Below are records; how many of their lines contain "seed"? Reply with the number and no other words.

= = = = = = =

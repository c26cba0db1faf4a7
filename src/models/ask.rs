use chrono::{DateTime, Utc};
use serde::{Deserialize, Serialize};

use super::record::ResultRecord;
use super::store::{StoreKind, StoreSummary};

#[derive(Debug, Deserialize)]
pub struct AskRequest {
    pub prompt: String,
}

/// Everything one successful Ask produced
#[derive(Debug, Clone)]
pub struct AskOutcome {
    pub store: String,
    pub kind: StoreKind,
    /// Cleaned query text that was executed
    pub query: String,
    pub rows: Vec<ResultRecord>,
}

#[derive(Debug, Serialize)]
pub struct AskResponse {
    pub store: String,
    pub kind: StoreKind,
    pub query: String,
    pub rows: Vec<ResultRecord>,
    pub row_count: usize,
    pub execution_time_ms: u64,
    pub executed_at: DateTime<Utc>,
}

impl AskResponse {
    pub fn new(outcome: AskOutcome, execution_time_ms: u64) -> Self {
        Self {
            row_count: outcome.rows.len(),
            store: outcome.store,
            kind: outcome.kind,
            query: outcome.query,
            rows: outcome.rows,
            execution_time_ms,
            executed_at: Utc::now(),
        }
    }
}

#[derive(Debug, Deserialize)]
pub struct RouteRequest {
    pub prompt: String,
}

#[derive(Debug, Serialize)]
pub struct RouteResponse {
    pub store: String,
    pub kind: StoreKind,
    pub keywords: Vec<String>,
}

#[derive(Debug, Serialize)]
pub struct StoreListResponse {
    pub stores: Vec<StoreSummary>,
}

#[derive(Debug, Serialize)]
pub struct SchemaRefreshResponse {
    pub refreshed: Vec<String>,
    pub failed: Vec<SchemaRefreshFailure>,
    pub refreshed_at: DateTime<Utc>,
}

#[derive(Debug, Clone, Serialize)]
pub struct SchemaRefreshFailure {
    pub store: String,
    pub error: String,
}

= = = = = = =

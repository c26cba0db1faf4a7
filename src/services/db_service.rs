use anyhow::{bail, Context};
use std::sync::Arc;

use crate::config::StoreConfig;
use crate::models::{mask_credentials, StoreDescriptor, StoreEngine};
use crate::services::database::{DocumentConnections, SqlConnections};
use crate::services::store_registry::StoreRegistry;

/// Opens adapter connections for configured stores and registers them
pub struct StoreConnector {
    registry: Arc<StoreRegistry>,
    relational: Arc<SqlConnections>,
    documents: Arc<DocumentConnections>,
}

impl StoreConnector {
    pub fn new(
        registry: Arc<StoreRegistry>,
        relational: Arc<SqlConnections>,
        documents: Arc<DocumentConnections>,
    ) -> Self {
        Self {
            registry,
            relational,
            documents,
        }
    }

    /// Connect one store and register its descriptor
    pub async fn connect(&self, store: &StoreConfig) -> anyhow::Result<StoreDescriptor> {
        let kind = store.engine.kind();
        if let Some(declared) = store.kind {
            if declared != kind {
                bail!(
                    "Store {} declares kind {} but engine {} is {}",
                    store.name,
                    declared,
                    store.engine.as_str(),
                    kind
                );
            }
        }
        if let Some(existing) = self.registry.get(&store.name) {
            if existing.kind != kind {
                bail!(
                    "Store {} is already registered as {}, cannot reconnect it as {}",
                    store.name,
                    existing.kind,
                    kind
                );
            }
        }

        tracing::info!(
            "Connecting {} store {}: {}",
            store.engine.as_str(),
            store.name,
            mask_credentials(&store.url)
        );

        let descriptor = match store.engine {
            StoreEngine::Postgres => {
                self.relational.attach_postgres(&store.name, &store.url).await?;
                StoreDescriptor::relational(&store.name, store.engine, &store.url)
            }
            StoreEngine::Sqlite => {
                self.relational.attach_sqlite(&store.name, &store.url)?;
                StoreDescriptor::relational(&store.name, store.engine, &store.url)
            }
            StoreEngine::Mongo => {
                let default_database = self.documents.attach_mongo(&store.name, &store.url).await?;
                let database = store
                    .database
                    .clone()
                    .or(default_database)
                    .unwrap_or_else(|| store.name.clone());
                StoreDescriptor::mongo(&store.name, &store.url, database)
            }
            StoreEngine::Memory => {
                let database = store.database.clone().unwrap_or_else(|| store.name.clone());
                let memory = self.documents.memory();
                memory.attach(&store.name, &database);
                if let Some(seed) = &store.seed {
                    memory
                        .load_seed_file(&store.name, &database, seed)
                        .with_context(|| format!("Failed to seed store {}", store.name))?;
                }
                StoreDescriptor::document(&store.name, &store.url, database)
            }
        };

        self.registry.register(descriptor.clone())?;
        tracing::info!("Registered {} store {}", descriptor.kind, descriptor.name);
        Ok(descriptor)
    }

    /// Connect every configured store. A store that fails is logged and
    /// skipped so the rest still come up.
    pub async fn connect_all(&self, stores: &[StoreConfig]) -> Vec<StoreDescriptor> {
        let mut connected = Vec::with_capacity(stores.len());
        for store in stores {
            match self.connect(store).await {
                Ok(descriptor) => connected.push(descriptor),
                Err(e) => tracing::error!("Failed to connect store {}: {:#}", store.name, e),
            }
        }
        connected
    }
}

= = = = = = =

* _Solution to this problem_
3